Изменить стиль страницы

Несомненно, человек живет не одним хлебом; он должен также, согласно Евангелию, жить словом Божиим, т. е. любить добро и осуществлять его, познавать прекрасное, удивляться ему и изучать чудеса природы. Но для того чтобы иметь возможность культивировать дух, он должен прежде всего поддерживать свое тело. Эта последняя обязанность так же настоятельна в силу необходимости, как другая в силу благородства. Если очаровывать и поучать людей похвально, то похвально также и кормить их. Когда общество, верное принципу разделения труда, доверяет одному из своих членов выполнение какой-нибудь научной или художественной миссии, побуждая его покинуть обычное занятие, оно должно вознаградить его за тот его труд, который мог бы быть направлен на производство необходимых ему вещей, но больше оно ничем ему не обязано.

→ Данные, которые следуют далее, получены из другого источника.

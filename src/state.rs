use std::sync::Arc;

use anyhow::Context;
use sqlx::{postgres::PgPoolOptions, PgPool};
use tracing::{info, warn};

use crate::auth::jwt::JwtKeys;
use crate::auth::repo::{MemoryUserStore, PgUserStore, UserStore};
use crate::config::AppConfig;
use crate::posts::repo::{MemoryPostStore, PgPostStore, PostStore};

#[derive(Clone)]
pub struct AppState {
    pub config: Arc<AppConfig>,
    pub keys: JwtKeys,
    pub users: Arc<dyn UserStore>,
    pub posts: Arc<dyn PostStore>,
}

impl AppState {
    /// Builds the state from the environment: Postgres when `DATABASE_URL` is
    /// set, otherwise the in-memory store.
    pub async fn init() -> anyhow::Result<Self> {
        let config = AppConfig::from_env()?;

        let Some(url) = config.database_url.clone() else {
            warn!("DATABASE_URL not set; using in-memory store, data is lost on restart");
            return Ok(Self::in_memory(config));
        };

        let db = connect(&url).await?;
        info!("database connected");
        Ok(Self::from_parts(
            config,
            Arc::new(PgUserStore::new(db.clone())),
            Arc::new(PgPostStore::new(db)),
        ))
    }

    pub fn from_parts(
        config: AppConfig,
        users: Arc<dyn UserStore>,
        posts: Arc<dyn PostStore>,
    ) -> Self {
        let keys = JwtKeys::new(&config.jwt);
        Self {
            config: Arc::new(config),
            keys,
            users,
            posts,
        }
    }

    pub fn in_memory(config: AppConfig) -> Self {
        Self::from_parts(
            config,
            Arc::new(MemoryUserStore::new()),
            Arc::new(MemoryPostStore::new()),
        )
    }
}

async fn connect(url: &str) -> anyhow::Result<PgPool> {
    let db = PgPoolOptions::new()
        .max_connections(10)
        .connect(url)
        .await
        .context("connect to database")?;

    sqlx::migrate!("./migrations")
        .run(&db)
        .await
        .context("run migrations")?;

    Ok(db)
}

Если бы он потребовал большего, то общество, отказываясь от его услуг, свело бы также на нет его притязания, и тогда, принужденный для того, чтобы жить, заниматься трудом, для которого природа его не предназначила, человек гениальный почувствовал бы свою слабость и влачил бы самое жалкое существование.

Рассказывают, что одна знаменитая певица запросила с императрицы Екатерины II 20 000 рублей. Екатерина ответила ей: «Но ведь это больше, чем я даю моим фельдмаршалам!» — «Вашему величеству, — возразила певица, — остается только заставить петь своих фельдмаршалов».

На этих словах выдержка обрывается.